WORK REQUIRED: Among the entries that follow, find the lines containing the string "Parser" and copy them.

[Collected data]

□ □ □ □

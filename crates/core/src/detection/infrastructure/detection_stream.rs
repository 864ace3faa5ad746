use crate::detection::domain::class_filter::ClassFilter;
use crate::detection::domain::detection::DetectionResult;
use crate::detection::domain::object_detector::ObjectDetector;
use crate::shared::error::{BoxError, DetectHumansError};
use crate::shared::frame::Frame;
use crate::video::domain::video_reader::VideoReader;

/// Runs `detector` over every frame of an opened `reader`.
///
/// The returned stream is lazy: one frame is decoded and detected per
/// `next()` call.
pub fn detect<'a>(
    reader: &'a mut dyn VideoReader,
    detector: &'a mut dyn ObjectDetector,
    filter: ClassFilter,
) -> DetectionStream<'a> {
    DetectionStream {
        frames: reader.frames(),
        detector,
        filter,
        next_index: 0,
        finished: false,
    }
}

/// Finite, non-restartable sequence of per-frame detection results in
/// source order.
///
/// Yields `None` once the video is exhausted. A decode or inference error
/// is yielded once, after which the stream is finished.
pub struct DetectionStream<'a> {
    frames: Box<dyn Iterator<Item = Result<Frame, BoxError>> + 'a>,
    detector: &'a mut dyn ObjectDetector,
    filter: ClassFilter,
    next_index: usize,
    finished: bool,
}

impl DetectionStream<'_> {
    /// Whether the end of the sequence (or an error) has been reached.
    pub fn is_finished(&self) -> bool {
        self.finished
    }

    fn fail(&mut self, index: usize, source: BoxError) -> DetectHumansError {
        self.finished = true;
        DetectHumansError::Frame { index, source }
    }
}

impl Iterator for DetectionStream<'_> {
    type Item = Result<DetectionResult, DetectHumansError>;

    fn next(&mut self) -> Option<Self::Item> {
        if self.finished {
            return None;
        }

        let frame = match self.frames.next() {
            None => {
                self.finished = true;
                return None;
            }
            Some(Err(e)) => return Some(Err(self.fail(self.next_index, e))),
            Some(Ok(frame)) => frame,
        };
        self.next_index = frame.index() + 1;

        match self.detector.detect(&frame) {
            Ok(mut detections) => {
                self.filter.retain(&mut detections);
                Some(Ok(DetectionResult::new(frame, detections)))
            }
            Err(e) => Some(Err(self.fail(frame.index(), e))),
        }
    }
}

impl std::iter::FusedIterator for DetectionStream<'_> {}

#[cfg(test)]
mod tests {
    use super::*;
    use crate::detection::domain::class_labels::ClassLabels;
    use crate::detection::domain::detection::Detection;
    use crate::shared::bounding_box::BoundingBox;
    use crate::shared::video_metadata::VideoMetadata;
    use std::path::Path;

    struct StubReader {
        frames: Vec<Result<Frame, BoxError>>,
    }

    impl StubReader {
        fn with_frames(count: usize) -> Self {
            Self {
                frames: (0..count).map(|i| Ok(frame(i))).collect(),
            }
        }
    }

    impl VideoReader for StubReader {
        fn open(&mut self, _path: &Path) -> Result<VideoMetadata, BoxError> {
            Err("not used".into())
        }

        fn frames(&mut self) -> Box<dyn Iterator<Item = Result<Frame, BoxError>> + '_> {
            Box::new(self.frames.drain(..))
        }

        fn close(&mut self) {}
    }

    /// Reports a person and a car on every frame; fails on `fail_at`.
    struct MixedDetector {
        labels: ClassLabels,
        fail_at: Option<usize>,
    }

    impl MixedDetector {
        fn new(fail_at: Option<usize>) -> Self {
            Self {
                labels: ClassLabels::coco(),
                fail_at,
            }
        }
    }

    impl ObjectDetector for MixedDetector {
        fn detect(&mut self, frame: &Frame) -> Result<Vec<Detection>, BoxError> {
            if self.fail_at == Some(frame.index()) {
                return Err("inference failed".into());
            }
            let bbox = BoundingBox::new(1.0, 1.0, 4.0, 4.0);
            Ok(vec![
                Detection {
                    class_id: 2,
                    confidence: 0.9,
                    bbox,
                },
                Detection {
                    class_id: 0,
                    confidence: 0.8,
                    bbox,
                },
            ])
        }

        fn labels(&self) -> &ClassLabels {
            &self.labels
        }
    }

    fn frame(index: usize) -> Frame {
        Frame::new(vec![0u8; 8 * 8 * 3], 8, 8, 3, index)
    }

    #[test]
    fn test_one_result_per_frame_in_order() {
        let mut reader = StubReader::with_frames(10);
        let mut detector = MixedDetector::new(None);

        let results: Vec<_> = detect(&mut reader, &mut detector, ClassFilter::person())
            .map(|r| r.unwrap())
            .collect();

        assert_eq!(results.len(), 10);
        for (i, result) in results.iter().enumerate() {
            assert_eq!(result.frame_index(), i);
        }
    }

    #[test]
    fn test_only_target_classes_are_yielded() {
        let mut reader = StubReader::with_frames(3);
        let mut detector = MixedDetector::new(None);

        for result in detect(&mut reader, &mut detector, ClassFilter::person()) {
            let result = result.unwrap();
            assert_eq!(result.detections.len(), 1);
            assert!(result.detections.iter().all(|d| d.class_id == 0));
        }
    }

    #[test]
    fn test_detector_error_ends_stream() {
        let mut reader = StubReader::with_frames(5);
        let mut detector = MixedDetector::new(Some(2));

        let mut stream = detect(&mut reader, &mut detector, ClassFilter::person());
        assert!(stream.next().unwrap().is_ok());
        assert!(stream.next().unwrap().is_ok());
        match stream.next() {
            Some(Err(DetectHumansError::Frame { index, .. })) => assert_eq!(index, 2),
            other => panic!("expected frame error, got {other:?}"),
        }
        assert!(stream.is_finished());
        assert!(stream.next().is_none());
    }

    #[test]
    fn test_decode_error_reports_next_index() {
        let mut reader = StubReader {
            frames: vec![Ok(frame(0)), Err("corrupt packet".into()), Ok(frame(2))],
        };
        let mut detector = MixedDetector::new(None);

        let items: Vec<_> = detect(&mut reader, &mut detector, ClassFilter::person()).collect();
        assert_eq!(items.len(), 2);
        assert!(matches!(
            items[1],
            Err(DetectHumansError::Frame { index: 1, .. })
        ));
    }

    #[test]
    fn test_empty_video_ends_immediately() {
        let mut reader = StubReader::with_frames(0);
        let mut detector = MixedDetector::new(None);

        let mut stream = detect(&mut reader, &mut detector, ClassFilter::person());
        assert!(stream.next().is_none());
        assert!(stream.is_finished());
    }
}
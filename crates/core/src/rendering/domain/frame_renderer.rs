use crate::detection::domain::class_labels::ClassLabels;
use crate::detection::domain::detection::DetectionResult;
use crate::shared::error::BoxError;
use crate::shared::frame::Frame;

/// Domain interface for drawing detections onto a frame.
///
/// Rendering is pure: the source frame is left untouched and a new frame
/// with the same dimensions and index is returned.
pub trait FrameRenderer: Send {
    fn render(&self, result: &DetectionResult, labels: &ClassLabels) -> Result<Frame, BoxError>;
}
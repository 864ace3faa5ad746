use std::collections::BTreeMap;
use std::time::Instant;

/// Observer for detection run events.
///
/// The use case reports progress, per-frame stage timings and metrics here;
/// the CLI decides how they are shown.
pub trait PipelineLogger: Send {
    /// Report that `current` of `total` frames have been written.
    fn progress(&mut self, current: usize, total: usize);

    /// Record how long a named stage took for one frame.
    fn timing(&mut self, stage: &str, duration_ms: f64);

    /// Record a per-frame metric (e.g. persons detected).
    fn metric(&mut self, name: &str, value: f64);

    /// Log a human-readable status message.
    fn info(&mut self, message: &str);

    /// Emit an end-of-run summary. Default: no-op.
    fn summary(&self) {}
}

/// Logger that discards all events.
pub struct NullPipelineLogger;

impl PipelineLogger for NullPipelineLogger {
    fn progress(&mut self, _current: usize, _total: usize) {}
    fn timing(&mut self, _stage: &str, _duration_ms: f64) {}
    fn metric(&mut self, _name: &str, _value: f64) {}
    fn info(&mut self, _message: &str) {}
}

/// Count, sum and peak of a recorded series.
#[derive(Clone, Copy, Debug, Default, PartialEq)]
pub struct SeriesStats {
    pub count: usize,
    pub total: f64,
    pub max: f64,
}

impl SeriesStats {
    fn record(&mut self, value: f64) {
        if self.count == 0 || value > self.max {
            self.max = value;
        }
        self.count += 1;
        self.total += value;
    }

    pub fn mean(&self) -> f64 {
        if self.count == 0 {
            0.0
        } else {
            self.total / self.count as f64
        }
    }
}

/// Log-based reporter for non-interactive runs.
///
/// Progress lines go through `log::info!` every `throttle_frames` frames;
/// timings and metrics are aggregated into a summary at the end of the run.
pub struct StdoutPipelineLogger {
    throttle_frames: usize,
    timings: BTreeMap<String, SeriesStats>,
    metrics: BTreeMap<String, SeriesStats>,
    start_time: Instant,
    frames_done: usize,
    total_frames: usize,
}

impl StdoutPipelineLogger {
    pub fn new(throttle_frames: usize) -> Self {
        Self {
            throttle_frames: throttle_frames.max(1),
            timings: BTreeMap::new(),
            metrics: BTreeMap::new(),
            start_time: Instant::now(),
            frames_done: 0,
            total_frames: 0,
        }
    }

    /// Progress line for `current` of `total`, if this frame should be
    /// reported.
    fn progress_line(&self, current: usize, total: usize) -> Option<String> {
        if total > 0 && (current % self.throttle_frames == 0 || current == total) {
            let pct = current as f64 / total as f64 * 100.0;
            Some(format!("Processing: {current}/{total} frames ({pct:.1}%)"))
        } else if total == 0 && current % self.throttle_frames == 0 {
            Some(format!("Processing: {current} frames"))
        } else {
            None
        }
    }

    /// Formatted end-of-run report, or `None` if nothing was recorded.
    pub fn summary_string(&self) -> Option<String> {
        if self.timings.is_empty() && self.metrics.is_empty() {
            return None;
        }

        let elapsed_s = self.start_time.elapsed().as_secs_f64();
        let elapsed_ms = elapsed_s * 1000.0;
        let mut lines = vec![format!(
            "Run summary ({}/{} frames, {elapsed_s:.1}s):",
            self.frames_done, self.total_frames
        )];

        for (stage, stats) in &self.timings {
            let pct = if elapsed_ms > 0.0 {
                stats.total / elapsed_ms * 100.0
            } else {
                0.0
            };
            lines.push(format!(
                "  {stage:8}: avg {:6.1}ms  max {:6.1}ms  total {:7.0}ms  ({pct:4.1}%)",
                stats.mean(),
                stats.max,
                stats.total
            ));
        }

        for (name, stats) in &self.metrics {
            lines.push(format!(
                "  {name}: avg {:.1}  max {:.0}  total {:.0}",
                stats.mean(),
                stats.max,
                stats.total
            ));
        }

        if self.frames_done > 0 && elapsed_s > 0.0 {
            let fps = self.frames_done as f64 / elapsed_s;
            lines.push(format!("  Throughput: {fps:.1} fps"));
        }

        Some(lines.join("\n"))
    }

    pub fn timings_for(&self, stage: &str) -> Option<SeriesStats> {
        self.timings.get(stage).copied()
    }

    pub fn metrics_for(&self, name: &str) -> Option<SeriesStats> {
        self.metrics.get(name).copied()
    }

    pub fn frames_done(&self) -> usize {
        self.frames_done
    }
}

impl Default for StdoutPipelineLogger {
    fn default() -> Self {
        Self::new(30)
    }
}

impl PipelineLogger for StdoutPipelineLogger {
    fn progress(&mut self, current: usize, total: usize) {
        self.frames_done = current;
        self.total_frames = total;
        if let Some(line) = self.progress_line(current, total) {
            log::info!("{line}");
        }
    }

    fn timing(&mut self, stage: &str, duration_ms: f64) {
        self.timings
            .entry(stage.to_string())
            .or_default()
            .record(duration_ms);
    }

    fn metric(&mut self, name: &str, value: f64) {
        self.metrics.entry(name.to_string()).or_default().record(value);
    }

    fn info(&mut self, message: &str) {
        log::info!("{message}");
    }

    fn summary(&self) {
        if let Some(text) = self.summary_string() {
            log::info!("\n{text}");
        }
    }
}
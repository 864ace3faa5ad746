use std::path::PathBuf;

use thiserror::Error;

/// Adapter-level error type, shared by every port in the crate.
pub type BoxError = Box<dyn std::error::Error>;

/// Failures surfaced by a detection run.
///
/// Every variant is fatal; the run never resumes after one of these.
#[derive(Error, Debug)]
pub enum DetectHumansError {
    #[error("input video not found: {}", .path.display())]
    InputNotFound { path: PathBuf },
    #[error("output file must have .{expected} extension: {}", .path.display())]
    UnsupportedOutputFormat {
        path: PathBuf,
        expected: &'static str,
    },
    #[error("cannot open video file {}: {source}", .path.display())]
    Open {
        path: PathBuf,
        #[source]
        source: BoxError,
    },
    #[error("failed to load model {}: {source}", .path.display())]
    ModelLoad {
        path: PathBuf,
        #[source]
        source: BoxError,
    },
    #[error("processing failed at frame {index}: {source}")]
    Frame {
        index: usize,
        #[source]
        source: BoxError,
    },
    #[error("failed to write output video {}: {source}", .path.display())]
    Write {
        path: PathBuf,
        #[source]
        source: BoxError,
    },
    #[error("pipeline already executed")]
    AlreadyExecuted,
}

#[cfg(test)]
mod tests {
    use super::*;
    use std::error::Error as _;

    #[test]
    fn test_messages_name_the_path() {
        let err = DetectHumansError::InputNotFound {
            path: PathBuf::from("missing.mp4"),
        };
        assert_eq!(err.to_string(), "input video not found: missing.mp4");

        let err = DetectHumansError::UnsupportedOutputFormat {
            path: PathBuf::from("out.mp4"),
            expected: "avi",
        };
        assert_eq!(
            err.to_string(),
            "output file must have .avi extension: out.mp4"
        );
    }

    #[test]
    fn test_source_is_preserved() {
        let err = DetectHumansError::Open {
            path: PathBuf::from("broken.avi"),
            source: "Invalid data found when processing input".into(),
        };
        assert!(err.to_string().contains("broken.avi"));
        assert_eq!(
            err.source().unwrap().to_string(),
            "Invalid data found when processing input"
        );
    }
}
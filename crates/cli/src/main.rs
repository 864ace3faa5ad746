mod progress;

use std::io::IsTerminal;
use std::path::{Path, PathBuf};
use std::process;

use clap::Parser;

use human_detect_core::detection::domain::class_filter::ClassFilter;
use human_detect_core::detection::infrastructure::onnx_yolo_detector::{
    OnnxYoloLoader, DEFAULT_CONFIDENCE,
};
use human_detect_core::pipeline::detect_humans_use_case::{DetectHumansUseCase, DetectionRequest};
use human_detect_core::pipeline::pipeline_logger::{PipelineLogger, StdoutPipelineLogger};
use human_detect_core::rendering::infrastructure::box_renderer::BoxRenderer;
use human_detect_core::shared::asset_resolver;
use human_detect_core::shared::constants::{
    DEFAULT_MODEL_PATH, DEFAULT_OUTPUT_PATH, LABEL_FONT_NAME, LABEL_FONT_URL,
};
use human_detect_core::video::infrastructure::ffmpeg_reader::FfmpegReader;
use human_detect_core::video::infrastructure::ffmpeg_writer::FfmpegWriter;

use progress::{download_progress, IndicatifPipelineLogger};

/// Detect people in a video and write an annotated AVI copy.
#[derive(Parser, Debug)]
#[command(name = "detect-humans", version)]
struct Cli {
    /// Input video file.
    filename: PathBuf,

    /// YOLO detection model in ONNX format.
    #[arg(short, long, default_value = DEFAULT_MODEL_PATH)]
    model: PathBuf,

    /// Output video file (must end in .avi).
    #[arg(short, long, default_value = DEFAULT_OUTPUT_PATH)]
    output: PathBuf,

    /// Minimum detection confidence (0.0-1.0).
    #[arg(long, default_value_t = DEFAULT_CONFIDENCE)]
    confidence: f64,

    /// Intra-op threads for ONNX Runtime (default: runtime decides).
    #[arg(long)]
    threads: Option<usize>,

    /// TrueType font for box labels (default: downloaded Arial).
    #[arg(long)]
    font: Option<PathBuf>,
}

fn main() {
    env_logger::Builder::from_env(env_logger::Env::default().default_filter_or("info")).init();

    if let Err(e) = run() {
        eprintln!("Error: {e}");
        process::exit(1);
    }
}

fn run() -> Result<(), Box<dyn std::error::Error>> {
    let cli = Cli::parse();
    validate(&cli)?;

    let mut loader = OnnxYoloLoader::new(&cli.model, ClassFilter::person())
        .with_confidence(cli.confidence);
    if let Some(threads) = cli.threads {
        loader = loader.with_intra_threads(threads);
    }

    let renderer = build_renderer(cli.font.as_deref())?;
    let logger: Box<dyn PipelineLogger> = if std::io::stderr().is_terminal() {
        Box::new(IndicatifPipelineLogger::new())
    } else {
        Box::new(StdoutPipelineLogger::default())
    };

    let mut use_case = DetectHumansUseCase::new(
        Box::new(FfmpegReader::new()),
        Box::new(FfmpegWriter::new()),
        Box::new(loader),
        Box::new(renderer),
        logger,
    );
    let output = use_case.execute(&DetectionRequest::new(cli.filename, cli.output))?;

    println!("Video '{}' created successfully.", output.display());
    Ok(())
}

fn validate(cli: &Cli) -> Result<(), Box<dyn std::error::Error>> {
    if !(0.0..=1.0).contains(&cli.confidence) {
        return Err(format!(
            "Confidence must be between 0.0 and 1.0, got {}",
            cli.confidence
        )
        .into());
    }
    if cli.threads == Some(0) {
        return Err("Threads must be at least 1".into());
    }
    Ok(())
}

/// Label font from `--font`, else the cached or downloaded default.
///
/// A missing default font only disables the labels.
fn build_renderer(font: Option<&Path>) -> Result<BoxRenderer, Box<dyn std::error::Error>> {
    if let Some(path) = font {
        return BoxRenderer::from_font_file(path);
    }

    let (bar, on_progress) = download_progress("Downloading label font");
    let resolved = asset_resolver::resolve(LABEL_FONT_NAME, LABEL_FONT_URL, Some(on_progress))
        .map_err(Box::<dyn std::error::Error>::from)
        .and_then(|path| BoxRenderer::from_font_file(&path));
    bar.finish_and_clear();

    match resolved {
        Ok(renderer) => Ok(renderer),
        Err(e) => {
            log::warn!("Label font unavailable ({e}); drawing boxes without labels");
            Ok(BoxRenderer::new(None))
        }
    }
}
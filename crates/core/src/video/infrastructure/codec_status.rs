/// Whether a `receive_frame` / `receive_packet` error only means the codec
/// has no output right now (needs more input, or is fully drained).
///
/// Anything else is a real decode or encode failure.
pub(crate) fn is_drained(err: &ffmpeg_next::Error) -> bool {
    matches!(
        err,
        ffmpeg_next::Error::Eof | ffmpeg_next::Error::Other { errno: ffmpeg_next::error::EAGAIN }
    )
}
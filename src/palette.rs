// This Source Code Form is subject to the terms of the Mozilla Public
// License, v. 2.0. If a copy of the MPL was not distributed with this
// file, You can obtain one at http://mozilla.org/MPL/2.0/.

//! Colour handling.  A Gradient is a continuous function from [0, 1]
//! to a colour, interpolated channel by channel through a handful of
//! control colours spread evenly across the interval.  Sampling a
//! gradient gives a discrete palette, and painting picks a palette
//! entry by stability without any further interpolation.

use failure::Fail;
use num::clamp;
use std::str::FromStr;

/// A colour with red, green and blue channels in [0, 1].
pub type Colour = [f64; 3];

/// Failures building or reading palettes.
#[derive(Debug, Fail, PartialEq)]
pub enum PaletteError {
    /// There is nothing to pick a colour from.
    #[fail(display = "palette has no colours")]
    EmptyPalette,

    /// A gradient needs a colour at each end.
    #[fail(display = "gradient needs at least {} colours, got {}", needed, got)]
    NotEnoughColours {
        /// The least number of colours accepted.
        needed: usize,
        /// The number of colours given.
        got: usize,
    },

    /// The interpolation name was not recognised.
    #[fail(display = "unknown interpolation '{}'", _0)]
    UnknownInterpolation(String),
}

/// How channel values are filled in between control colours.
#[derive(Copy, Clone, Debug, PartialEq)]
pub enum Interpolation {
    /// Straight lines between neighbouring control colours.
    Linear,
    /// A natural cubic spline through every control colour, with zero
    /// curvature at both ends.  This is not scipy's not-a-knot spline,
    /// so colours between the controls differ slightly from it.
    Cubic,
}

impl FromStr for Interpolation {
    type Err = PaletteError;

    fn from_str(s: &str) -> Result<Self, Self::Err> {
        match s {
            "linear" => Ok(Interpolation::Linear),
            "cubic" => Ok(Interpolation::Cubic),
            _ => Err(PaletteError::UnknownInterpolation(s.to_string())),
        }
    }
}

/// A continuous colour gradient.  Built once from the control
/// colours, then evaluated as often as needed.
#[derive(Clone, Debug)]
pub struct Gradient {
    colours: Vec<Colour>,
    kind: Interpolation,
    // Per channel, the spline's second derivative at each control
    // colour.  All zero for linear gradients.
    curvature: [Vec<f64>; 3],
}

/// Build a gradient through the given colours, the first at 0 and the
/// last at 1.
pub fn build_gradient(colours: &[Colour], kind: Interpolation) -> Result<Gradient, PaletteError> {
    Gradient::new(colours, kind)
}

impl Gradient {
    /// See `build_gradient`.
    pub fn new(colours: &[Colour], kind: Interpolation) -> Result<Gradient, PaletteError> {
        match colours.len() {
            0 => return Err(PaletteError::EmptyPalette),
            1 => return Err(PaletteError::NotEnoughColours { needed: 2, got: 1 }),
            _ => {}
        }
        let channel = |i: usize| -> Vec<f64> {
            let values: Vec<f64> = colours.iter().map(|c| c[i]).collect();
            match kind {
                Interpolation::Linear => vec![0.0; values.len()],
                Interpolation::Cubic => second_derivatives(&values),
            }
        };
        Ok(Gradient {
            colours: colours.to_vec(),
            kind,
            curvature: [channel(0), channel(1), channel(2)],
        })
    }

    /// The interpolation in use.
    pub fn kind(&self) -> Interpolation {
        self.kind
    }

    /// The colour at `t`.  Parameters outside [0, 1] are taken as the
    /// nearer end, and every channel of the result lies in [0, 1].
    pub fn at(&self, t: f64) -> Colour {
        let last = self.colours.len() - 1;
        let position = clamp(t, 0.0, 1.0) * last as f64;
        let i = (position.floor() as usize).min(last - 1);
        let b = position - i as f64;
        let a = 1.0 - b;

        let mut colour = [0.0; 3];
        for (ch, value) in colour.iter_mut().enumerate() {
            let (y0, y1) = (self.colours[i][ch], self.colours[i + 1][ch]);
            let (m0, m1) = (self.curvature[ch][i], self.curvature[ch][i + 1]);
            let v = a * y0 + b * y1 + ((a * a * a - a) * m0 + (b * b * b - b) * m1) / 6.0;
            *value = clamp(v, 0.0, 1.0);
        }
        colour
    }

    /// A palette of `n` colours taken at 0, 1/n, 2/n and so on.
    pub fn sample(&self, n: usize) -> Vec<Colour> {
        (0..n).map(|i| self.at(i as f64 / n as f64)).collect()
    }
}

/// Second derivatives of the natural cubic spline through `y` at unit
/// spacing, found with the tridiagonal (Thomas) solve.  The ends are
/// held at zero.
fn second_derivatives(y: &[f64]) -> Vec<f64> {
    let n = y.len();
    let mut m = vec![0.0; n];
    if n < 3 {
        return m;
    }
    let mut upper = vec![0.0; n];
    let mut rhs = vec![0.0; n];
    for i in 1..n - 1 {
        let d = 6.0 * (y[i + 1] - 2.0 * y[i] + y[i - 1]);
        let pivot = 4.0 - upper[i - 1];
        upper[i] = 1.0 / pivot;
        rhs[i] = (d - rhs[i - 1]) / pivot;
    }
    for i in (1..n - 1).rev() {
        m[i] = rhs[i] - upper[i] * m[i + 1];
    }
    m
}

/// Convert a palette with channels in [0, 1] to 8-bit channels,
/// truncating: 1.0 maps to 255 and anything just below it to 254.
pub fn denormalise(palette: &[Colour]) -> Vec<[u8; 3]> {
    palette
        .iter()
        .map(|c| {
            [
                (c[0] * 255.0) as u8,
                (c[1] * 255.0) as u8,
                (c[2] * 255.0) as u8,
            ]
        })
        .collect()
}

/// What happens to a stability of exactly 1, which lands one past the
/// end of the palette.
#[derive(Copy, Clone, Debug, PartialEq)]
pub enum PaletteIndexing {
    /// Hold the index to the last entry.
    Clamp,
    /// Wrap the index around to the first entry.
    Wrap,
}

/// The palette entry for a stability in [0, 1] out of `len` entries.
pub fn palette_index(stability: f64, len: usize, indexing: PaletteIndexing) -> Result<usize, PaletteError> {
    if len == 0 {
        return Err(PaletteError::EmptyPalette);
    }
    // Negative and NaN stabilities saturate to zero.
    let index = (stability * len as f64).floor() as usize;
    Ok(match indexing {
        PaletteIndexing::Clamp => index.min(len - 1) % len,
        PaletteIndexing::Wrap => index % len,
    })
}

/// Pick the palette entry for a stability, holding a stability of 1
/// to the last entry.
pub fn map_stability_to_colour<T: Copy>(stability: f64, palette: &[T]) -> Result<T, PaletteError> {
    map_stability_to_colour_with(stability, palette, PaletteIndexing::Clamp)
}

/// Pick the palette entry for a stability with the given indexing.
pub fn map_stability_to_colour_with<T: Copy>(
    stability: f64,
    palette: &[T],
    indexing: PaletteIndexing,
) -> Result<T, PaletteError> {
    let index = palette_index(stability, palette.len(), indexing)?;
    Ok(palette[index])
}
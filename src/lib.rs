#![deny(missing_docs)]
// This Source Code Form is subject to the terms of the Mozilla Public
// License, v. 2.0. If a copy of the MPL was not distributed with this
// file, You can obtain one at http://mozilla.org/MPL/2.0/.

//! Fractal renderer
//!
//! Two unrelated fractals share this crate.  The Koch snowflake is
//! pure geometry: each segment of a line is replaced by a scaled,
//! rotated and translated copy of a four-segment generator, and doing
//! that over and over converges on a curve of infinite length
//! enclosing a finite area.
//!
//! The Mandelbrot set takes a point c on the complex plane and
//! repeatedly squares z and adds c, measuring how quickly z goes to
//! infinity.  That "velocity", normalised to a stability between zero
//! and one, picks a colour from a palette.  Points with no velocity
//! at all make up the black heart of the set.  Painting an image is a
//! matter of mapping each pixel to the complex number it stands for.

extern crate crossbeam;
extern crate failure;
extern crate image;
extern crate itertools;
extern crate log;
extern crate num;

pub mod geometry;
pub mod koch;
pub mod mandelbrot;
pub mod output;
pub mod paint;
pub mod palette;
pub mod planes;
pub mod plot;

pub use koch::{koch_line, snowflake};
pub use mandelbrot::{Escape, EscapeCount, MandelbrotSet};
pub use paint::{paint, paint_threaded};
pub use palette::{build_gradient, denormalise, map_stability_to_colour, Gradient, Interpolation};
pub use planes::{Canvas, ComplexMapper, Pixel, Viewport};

□ □ □ □

RESPONSE BELOW:
use clap::Parser;
#[derive(Parser, Debug)]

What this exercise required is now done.